*** Opening Data to use ***
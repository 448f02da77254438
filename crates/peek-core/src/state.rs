//! Lifecycle of one comparison request.
//!
//! ```text
//! idle → loading → succeeded
//!                → failed
//! ```
//!
//! A new submission replaces whatever state is current with a fresh `loading`
//! state under a new [`RequestId`].

use schemars::JsonSchema;
use serde::Serialize;
use std::fmt;

use crate::enums::FailureKind;
use crate::query::SearchQuery;
use crate::response::Comparison;

/// Reason shown for every transport failure. The underlying error is never
/// surfaced.
pub const TRANSPORT_FAILURE_REASON: &str = "Network error. Please try again.";

/// Reason shown when the service breaks its response contract.
pub const CONTRACT_FAILURE_REASON: &str = "Unexpected response from the comparison service.";

/// Identity of one submission. Strictly increasing per controller.
#[derive(
    Debug, Clone, Copy, Default, PartialEq, Eq, PartialOrd, Ord, Hash, Serialize, JsonSchema,
)]
#[serde(transparent)]
pub struct RequestId(u64);

impl RequestId {
    #[must_use]
    pub const fn new(value: u64) -> Self {
        Self(value)
    }

    #[must_use]
    pub const fn get(self) -> u64 {
        self.0
    }

    /// The identity issued after this one.
    #[must_use]
    pub const fn next(self) -> Self {
        Self(self.0.wrapping_add(1))
    }
}

impl fmt::Display for RequestId {
    fn fmt(&self, f: &mut fmt::Formatter<'_>) -> fmt::Result {
        write!(f, "req-{}", self.0)
    }
}

/// Where the current comparison request stands.
#[derive(Debug, Clone, Default, PartialEq, Serialize, JsonSchema)]
#[serde(tag = "status", rename_all = "snake_case")]
pub enum RequestState {
    /// Nothing has been submitted yet.
    #[default]
    Idle,
    /// A request for `query` is in flight.
    Loading { query: SearchQuery },
    /// The service returned a valid comparison.
    Succeeded(Comparison),
    /// The request ended without a comparison to show.
    Failed { kind: FailureKind, reason: String },
}

impl RequestState {
    /// Transport failure with the fixed user-facing reason.
    #[must_use]
    pub fn transport_failure() -> Self {
        Self::Failed {
            kind: FailureKind::Transport,
            reason: TRANSPORT_FAILURE_REASON.to_string(),
        }
    }

    /// Failure reported by the service, carried verbatim.
    #[must_use]
    pub fn domain_failure(reason: impl Into<String>) -> Self {
        Self::Failed {
            kind: FailureKind::Domain,
            reason: reason.into(),
        }
    }

    /// Response contract violation.
    #[must_use]
    pub fn contract_failure() -> Self {
        Self::Failed {
            kind: FailureKind::Contract,
            reason: CONTRACT_FAILURE_REASON.to_string(),
        }
    }

    /// `Succeeded` or `Failed`.
    #[must_use]
    pub const fn is_terminal(&self) -> bool {
        matches!(self, Self::Succeeded(_) | Self::Failed { .. })
    }

    #[must_use]
    pub const fn is_loading(&self) -> bool {
        matches!(self, Self::Loading { .. })
    }

    #[must_use]
    pub const fn comparison(&self) -> Option<&Comparison> {
        match self {
            Self::Succeeded(comparison) => Some(comparison),
            _ => None,
        }
    }

    #[must_use]
    pub fn failure_reason(&self) -> Option<&str> {
        match self {
            Self::Failed { reason, .. } => Some(reason),
            _ => None,
        }
    }

    #[must_use]
    pub const fn as_str(&self) -> &'static str {
        match self {
            Self::Idle => "idle",
            Self::Loading { .. } => "loading",
            Self::Succeeded(_) => "succeeded",
            Self::Failed { .. } => "failed",
        }
    }
}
*** Closing Data to use ***
What is needed:
Each line above needs to be returned exactly as it is.

Result of the exercise:
repository 448f02da77254438
filename crates/peek-core/src/state.rs
//! Lifecycle of one comparison request.
//!
//! ```text
//! idle → loading → succeeded
//!                → failed
//! ```
//!
//! A new submission replaces whatever state is current with a fresh `loading`
//! state under a new [`RequestId`].

use schemars::JsonSchema;
use serde::Serialize;
use std::fmt;

use crate::enums::FailureKind;
use crate::query::SearchQuery;
use crate::response::Comparison;

/// Reason shown for every transport failure. The underlying error is never
/// surfaced.
pub const TRANSPORT_FAILURE_REASON: &str = "Network error. Please try again.";

/// Reason shown when the service breaks its response contract.
pub const CONTRACT_FAILURE_REASON: &str = "Unexpected response from the comparison service.";

/// Identity of one submission. Strictly increasing per controller.
#[derive(
    Debug, Clone, Copy, Default, PartialEq, Eq, PartialOrd, Ord, Hash, Serialize, JsonSchema,
)]
#[serde(transparent)]
pub struct RequestId(u64);

impl RequestId {
    #[must_use]
    pub const fn new(value: u64) -> Self {
        Self(value)
    }

    #[must_use]
    pub const fn get(self) -> u64 {
        self.0
    }

    /// The identity issued after this one.
    #[must_use]
    pub const fn next(self) -> Self {
        Self(self.0.wrapping_add(1))
    }
}

impl fmt::Display for RequestId {
    fn fmt(&self, f: &mut fmt::Formatter<'_>) -> fmt::Result {
        write!(f, "req-{}", self.0)
    }
}

/// Where the current comparison request stands.
#[derive(Debug, Clone, Default, PartialEq, Serialize, JsonSchema)]
#[serde(tag = "status", rename_all = "snake_case")]
pub enum RequestState {
    /// Nothing has been submitted yet.
    #[default]
    Idle,
    /// A request for `query` is in flight.
    Loading { query: SearchQuery },
    /// The service returned a valid comparison.
    Succeeded(Comparison),
    /// The request ended without a comparison to show.
    Failed { kind: FailureKind, reason: String },
}

impl RequestState {
    /// Transport failure with the fixed user-facing reason.
    #[must_use]
    pub fn transport_failure() -> Self {
        Self::Failed {
            kind: FailureKind::Transport,
            reason: TRANSPORT_FAILURE_REASON.to_string(),
        }
    }

    /// Failure reported by the service, carried verbatim.
    #[must_use]
    pub fn domain_failure(reason: impl Into<String>) -> Self {
        Self::Failed {
            kind: FailureKind::Domain,
            reason: reason.into(),
        }
    }

    /// Response contract violation.
    #[must_use]
    pub fn contract_failure() -> Self {
        Self::Failed {
            kind: FailureKind::Contract,
            reason: CONTRACT_FAILURE_REASON.to_string(),
        }
    }

    /// `Succeeded` or `Failed`.
    #[must_use]
    pub const fn is_terminal(&self) -> bool {
        matches!(self, Self::Succeeded(_) | Self::Failed { .. })
    }

    #[must_use]
    pub const fn is_loading(&self) -> bool {
        matches!(self, Self::Loading { .. })
    }

    #[must_use]
    pub const fn comparison(&self) -> Option<&Comparison> {
        match self {
            Self::Succeeded(comparison) => Some(comparison),
            _ => None,
        }
    }

    #[must_use]
    pub fn failure_reason(&self) -> Option<&str> {
        match self {
            Self::Failed { reason, .. } => Some(reason),
            _ => None,
        }
    }

    #[must_use]
    pub const fn as_str(&self) -> &'static str {
        match self {
            Self::Idle => "idle",
            Self::Loading { .. } => "loading",
            Self::Succeeded(_) => "succeeded",
            Self::Failed { .. } => "failed",
        }
    }
}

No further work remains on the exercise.